── THE DATA ──

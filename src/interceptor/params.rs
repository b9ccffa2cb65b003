// SPDX-License-Identifier: Apache-2.0

//! Filter Parameter Parsing
//!
//! Shared helpers for turning the raw `name = value` parameters and option
//! words of a filter definition into typed settings.

use std::collections::{BTreeMap, BTreeSet};
use std::str::FromStr;

use tracing::warn;

use sqlgate_core::{ConnectionContext, FilterError, FilterResult};

/// Parameters understood by the service layer itself, never reported as unknown
const STANDARD_PARAMETERS: [&str; 3] = ["type", "module", "options"];

/// Reads typed values out of a parameter map, tracking which keys were used
pub struct ParameterReader<'a> {
    filter: &'a str,
    params: &'a BTreeMap<String, String>,
    consumed: BTreeSet<String>,
}

impl<'a> ParameterReader<'a> {
    pub fn new(filter: &'a str, params: &'a BTreeMap<String, String>) -> Self {
        Self {
            filter,
            params,
            consumed: BTreeSet::new(),
        }
    }

    pub fn filter(&self) -> &str {
        self.filter
    }

    /// Raw string value of a parameter
    pub fn string(&mut self, key: &str) -> Option<String> {
        let value = self.params.get(key)?;
        self.consumed.insert(key.to_string());
        Some(value.clone())
    }

    /// First present value among several accepted spellings
    pub fn string_any(&mut self, keys: &[&str]) -> Option<String> {
        let mut found = None;
        for key in keys {
            if let Some(value) = self.string(key) {
                if found.is_none() {
                    found = Some(value);
                }
            }
        }
        found
    }

    /// A parameter that must be present and non-empty
    pub fn required(&mut self, key: &str) -> FilterResult<String> {
        match self.string(key) {
            Some(value) if !value.trim().is_empty() => Ok(value),
            _ => {
                let err = FilterError::missing_parameter(self.filter, key);
                tracing::error!("{}", err);
                Err(err)
            }
        }
    }

    /// Parses a numeric (or otherwise `FromStr`) parameter
    pub fn parse<T: FromStr>(&mut self, key: &str) -> FilterResult<Option<T>> {
        let Some(raw) = self.string(key) else {
            return Ok(None);
        };
        raw.trim().parse::<T>().map(Some).map_err(|_| {
            let err = FilterError::invalid_parameter(self.filter, key, raw.as_str());
            tracing::error!("{}", err);
            err
        })
    }

    pub fn parse_or<T: FromStr>(&mut self, key: &str, default: T) -> FilterResult<T> {
        Ok(self.parse(key)?.unwrap_or(default))
    }

    /// Logs every parameter that nothing consumed
    ///
    /// Unknown parameters are reported but do not invalidate the definition.
    pub fn finish(self) -> Vec<String> {
        let unknown: Vec<String> = self
            .params
            .keys()
            .filter(|key| !self.consumed.contains(*key))
            .filter(|key| !STANDARD_PARAMETERS.contains(&key.as_str()))
            .cloned()
            .collect();

        for key in &unknown {
            warn!("{}: Unexpected parameter '{}', ignoring it.", self.filter, key);
        }
        unknown
    }
}

/// Regex compilation flags selected by filter option words
#[derive(Debug, Clone, Copy, PartialEq, Eq)]
pub struct PatternOptions {
    pub case_sensitive: bool,
    pub extended: bool,
}

impl Default for PatternOptions {
    fn default() -> Self {
        Self {
            case_sensitive: false,
            extended: false,
        }
    }
}

impl PatternOptions {
    /// Interprets `ignorecase`, `case` and `extended`; anything else is
    /// logged and ignored
    pub fn parse(filter: &str, options: &[String]) -> Self {
        let mut parsed = Self::default();
        for option in options {
            match option.trim().to_ascii_lowercase().as_str() {
                "ignorecase" => parsed.case_sensitive = false,
                "case" => parsed.case_sensitive = true,
                "extended" => parsed.extended = true,
                "" => {}
                _ => warn!("{}: Unsupported option '{}', ignoring it.", filter, option),
            }
        }
        parsed
    }
}

/// Restricts a filter to connections from one address and/or one user
#[derive(Debug, Clone, Default)]
pub struct ClientFilter {
    pub source: Option<String>,
    pub user: Option<String>,
}

impl ClientFilter {
    pub fn from_params(params: &mut ParameterReader<'_>) -> Self {
        Self {
            source: params.string("source"),
            user: params.string("user"),
        }
    }

    /// Whether a session for this connection should be active
    ///
    /// A connection whose address or user is unknown is not excluded by
    /// that criterion.
    pub fn admits(&self, ctx: &ConnectionContext) -> bool {
        if let (Some(source), Some(remote)) = (&self.source, &ctx.remote) {
            if source != remote {
                return false;
            }
        }
        if let (Some(user), Some(name)) = (&self.user, &ctx.user) {
            if user != name {
                return false;
            }
        }
        true
    }
}
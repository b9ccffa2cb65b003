// SPDX-License-Identifier: Apache-2.0

//! Core pipeline types
//!
//! Queries, replies, routing hints and connection metadata that flow
//! through a filter chain.

use std::fmt;

use bytes::{Bytes, BytesMut};
use serde::{Deserialize, Serialize};
use uuid::Uuid;

/// Unique identifier for a client session
#[derive(Debug, Clone, Copy, PartialEq, Eq, Hash, Serialize, Deserialize)]
pub struct SessionId(pub Uuid);

impl SessionId {
    pub fn new() -> Self {
        Self(Uuid::new_v4())
    }
}

impl Default for SessionId {
    fn default() -> Self {
        Self::new()
    }
}

impl fmt::Display for SessionId {
    fn fmt(&self, f: &mut fmt::Formatter<'_>) -> fmt::Result {
        self.0.fmt(f)
    }
}

/// Kind of client packet carried by a [`Query`]
#[derive(Debug, Clone, Copy, PartialEq, Eq, Serialize, Deserialize)]
#[serde(rename_all = "snake_case")]
pub enum PacketKind {
    /// A textual SQL statement
    Sql,
    /// Any other protocol command, identified by its command byte
    Command(u8),
}

/// Annotation that influences a later routing decision
#[derive(Debug, Clone, PartialEq, Eq, Serialize, Deserialize)]
#[serde(rename_all = "snake_case")]
pub enum RoutingHint {
    /// Send the query to the primary server
    RouteToPrimary,
    /// Send the query to a named server
    RouteToNamedServer(String),
}

/// A client request travelling toward the backend
///
/// The payload may arrive as several fragments; stages that need the text
/// call [`Query::make_contiguous`] or [`Query::sql`], which treat it as one
/// logical unit.
#[derive(Debug, Clone)]
pub struct Query {
    kind: PacketKind,
    fragments: Vec<Bytes>,
    hints: Vec<RoutingHint>,
}

impl Query {
    /// Builds a SQL query from statement text
    pub fn from_sql(sql: impl Into<String>) -> Self {
        let sql: String = sql.into();
        Self {
            kind: PacketKind::Sql,
            fragments: vec![Bytes::from(sql)],
            hints: Vec::new(),
        }
    }

    /// Builds a query from a possibly fragmented payload
    pub fn from_fragments(kind: PacketKind, fragments: Vec<Bytes>) -> Self {
        Self {
            kind,
            fragments,
            hints: Vec::new(),
        }
    }

    /// Builds a non-SQL protocol command
    pub fn command(code: u8, payload: impl Into<Bytes>) -> Self {
        Self {
            kind: PacketKind::Command(code),
            fragments: vec![payload.into()],
            hints: Vec::new(),
        }
    }

    pub fn kind(&self) -> PacketKind {
        self.kind
    }

    /// Returns true if the packet carries SQL text
    pub fn is_sql(&self) -> bool {
        self.kind == PacketKind::Sql
    }

    /// Returns true if the payload is split over more than one fragment
    pub fn is_fragmented(&self) -> bool {
        self.fragments.len() > 1
    }

    /// Total payload length across all fragments
    pub fn len(&self) -> usize {
        self.fragments.iter().map(Bytes::len).sum()
    }

    pub fn is_empty(&self) -> bool {
        self.len() == 0
    }

    /// Merges all fragments into a single buffer
    pub fn make_contiguous(&mut self) -> &[u8] {
        if self.fragments.len() > 1 {
            let mut merged = BytesMut::with_capacity(self.len());
            for fragment in self.fragments.drain(..) {
                merged.extend_from_slice(&fragment);
            }
            self.fragments.push(merged.freeze());
        }
        self.fragments.first().map(|b| &b[..]).unwrap_or(&[])
    }

    /// Extracts the statement text of a SQL packet
    ///
    /// Returns `None` for non-SQL packets. Invalid UTF-8 is replaced rather
    /// than rejected.
    pub fn sql(&mut self) -> Option<String> {
        if !self.is_sql() {
            return None;
        }
        let bytes = self.make_contiguous();
        Some(String::from_utf8_lossy(bytes).into_owned())
    }

    /// Appends a hint; hints accumulate first-to-last
    pub fn add_hint(&mut self, hint: RoutingHint) {
        self.hints.push(hint);
    }

    pub fn hints(&self) -> &[RoutingHint] {
        &self.hints
    }

    pub fn has_hint(&self, hint: &RoutingHint) -> bool {
        self.hints.contains(hint)
    }
}

/// A backend response travelling toward the client
#[derive(Debug, Clone, Default)]
pub struct Reply {
    pub payload: Bytes,
}

impl Reply {
    pub fn new(payload: impl Into<Bytes>) -> Self {
        Self {
            payload: payload.into(),
        }
    }
}

/// What a filter learns about the client connection when a session starts
#[derive(Debug, Clone, Default, Serialize, Deserialize)]
pub struct ConnectionContext {
    pub session_id: SessionId,
    /// Client address as seen by the proxy
    #[serde(default)]
    pub remote: Option<String>,
    /// Authenticated user name
    #[serde(default)]
    pub user: Option<String>,
}

impl ConnectionContext {
    pub fn new(remote: Option<&str>, user: Option<&str>) -> Self {
        Self {
            session_id: SessionId::new(),
            remote: remote.map(|s| s.to_string()),
            user: user.map(|s| s.to_string()),
        }
    }

    /// `user@host` identity, with empty parts when unknown
    pub fn identity(&self) -> String {
        format!(
            "{}@{}",
            self.user.as_deref().unwrap_or(""),
            self.remote.as_deref().unwrap_or("")
        )
    }
}

#[cfg(test)]
mod tests {
    use super::*;

    #[test]
    fn test_fragmented_query_is_merged() {
        let mut query = Query::from_fragments(
            PacketKind::Sql,
            vec![Bytes::from_static(b"SELECT "), Bytes::from_static(b"1")],
        );
        assert!(query.is_fragmented());
        assert_eq!(query.sql().as_deref(), Some("SELECT 1"));
        assert!(!query.is_fragmented());
        assert_eq!(query.len(), 8);
    }

    #[test]
    fn test_command_has_no_sql() {
        let mut query = Query::command(0x0e, Bytes::new());
        assert!(!query.is_sql());
        assert_eq!(query.sql(), None);
    }

    #[test]
    fn test_hints_accumulate_in_order() {
        let mut query = Query::from_sql("SELECT 1");
        query.add_hint(RoutingHint::RouteToPrimary);
        query.add_hint(RoutingHint::RouteToNamedServer("db2".to_string()));
        assert_eq!(
            query.hints(),
            &[
                RoutingHint::RouteToPrimary,
                RoutingHint::RouteToNamedServer("db2".to_string())
            ]
        );
    }

    #[test]
    fn test_identity() {
        let ctx = ConnectionContext::new(Some("10.0.0.1"), Some("bob"));
        assert_eq!(ctx.identity(), "bob@10.0.0.1");
        let ctx = ConnectionContext::new(None, Some("bob"));
        assert_eq!(ctx.identity(), "bob@");
    }
}
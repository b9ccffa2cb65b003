use std::fs;
use std::sync::Arc;

use chrono::Duration;
use parking_lot::Mutex;

use sqlgate_lib::{
    metrics, ConnectionContext, Downstream, FilterResult, KeywordClassifier, ManualClock, Query,
    Reply, RoutingHint, Service, ServiceConfig, Upstream,
};

#[derive(Clone, Default)]
struct Router {
    seen: Arc<Mutex<Vec<Query>>>,
}

impl Downstream for Router {
    fn route_query(&mut self, query: Query) -> FilterResult<()> {
        self.seen.lock().push(query);
        Ok(())
    }
}

#[derive(Clone, Default)]
struct Client {
    replies: Arc<Mutex<usize>>,
}

impl Upstream for Client {
    fn client_reply(&mut self, _reply: Reply) -> FilterResult<()> {
        *self.replies.lock() += 1;
        Ok(())
    }
}

fn start(json: serde_json::Value, clock: Arc<ManualClock>) -> Service {
    let config = ServiceConfig::from_json(&json.to_string()).unwrap();
    Service::new(config, Arc::new(KeywordClassifier), clock).unwrap()
}

#[test]
fn test_routing_window_through_chain() {
    let clock = Arc::new(ManualClock::at_epoch());
    let service = start(
        serde_json::json!({
            "name": "read-write-split",
            "filters": [
                {"name": "hints", "module": "ccrfilter",
                 "parameters": {"count": "2", "time": "5"}}
            ]
        }),
        clock.clone(),
    );

    let router = Router::default();
    let mut chain = service.new_chain(&ConnectionContext::default()).unwrap();
    chain.set_downstream(Box::new(router.clone())).unwrap();

    chain.route_query(Query::from_sql("INSERT INTO t VALUES (1)")).unwrap();
    for offset_ms in [100, 100, 100, 5700] {
        clock.advance_millis(offset_ms);
        chain.route_query(Query::from_sql("SELECT * FROM t")).unwrap();
    }
    chain.close().unwrap();

    let hinted: Vec<bool> = router
        .seen
        .lock()
        .iter()
        .map(|q| q.has_hint(&RoutingHint::RouteToPrimary))
        .collect();
    assert_eq!(hinted, vec![false, true, true, true, false]);

    let diagnostics = service.diagnostics();
    assert!(diagnostics.contains("No. of hints added based on count: 2"));
    assert!(diagnostics.contains("No. of hints added based on time: 1"));
}

#[test]
fn test_top_n_report_is_written_on_close() {
    let dir = tempfile::tempdir().unwrap();
    let filebase = dir.path().join("slow");
    let clock = Arc::new(ManualClock::at_epoch());
    let service = start(
        serde_json::json!({
            "name": "reporting",
            "filters": [
                {"name": "top", "module": "topfilter",
                 "parameters": {"count": "3", "filebase": filebase.to_string_lossy()}}
            ]
        }),
        clock.clone(),
    );

    let client = Client::default();
    let mut chain = service
        .new_chain(&ConnectionContext::new(Some("10.0.0.1"), Some("bob")))
        .unwrap();
    chain.set_downstream(Box::new(Router::default())).unwrap();
    chain.set_upstream(Box::new(client.clone())).unwrap();

    for secs in [5, 3, 8, 1, 9] {
        chain
            .route_query(Query::from_sql(format!("SELECT SLEEP({})", secs)))
            .unwrap();
        clock.advance(Duration::seconds(secs));
        chain.client_reply(Reply::new("ok")).unwrap();
    }
    chain.close().unwrap();

    assert_eq!(*client.replies.lock(), 5);
    let report = fs::read_to_string(dir.path().join("slow.0")).unwrap();
    let expected = "\
Top 3 longest running queries in session.
==========================================

Rank | Time (sec) | Query
-----+------------+------------------------------------------------------
   1 |      9.000 | SELECT SLEEP(9)
   2 |      8.000 | SELECT SLEEP(8)
   3 |      5.000 | SELECT SLEEP(5)
-----+------------+------------------------------------------------------

Session started Thu Jan  1 00:00:00 1970
Client          bob@10.0.0.1

Total of 5 statements timed.
Total statement execution time   26.000 seconds
Average statement execution time 5.200 seconds
Total connection time            26.000 seconds
";
    assert_eq!(report, expected);
}

#[test]
fn test_full_chain_from_config_file() {
    let dir = tempfile::tempdir().unwrap();
    let config_path = dir.path().join("service.json");
    let json = serde_json::json!({
        "name": "full",
        "filters": [
            {"name": "count", "module": "testfilter"},
            {"name": "hints", "module": "routing_hint",
             "options": ["case"],
             "parameters": {"count": "1", "exclude": "^SET"}},
            {"name": "log", "module": "query_log",
             "parameters": {"filebase": dir.path().join("qla").to_string_lossy()}},
            {"name": "top", "module": "top_n",
             "parameters": {"filebase": dir.path().join("top").to_string_lossy(),
                            "match": "select"}}
        ]
    });
    fs::write(&config_path, json.to_string()).unwrap();

    let clock = Arc::new(ManualClock::at_epoch());
    let service = Service::load(&config_path, Arc::new(KeywordClassifier), clock.clone()).unwrap();
    assert_eq!(service.filters().len(), 4);

    let before = metrics::snapshot();
    let router = Router::default();
    let client = Client::default();
    {
        let mut chain = service.new_chain(&ConnectionContext::new(Some("::1"), Some("app"))).unwrap();
        assert_eq!(chain.stage_names(), vec!["count", "hints", "log", "top"]);
        chain.set_downstream(Box::new(router.clone())).unwrap();
        chain.set_upstream(Box::new(client.clone())).unwrap();

        for sql in ["SET names utf8", "SELECT 1", "UPDATE t SET a = 2", "SELECT a FROM t"] {
            chain.route_query(Query::from_sql(sql)).unwrap();
            clock.advance_millis(10);
            chain.client_reply(Reply::new("ok")).unwrap();
        }
        chain
            .route_query(Query::command(0x0e, bytes::Bytes::new()))
            .unwrap();
        // Dropped without close; the chain still finalises every filter
    }

    let seen = router.seen.lock();
    assert_eq!(seen.len(), 5);
    assert!(!seen[1].has_hint(&RoutingHint::RouteToPrimary));
    assert!(seen[3].has_hint(&RoutingHint::RouteToPrimary));
    assert_eq!(*client.replies.lock(), 4);

    let log = fs::read_to_string(dir.path().join("qla.0")).unwrap();
    let lines: Vec<&str> = log.lines().collect();
    assert_eq!(lines.len(), 4);
    assert!(lines[2].ends_with(",app@::1,UPDATE t SET a = 2"));

    // "match" without the "case" option on this filter is case-insensitive
    let report = fs::read_to_string(dir.path().join("top.0")).unwrap();
    assert!(report.contains("Total of 2 statements timed."));

    let after = metrics::snapshot();
    assert!(after.sessions_closed >= before.sessions_closed + 1);
    assert!(after.queries_routed >= before.queries_routed + 5);
}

───

### [TASK DETAILS]
Within the entries above, work out the number of lines that include the string "BytesMut" and give only that.

### [TASK RESULT]
2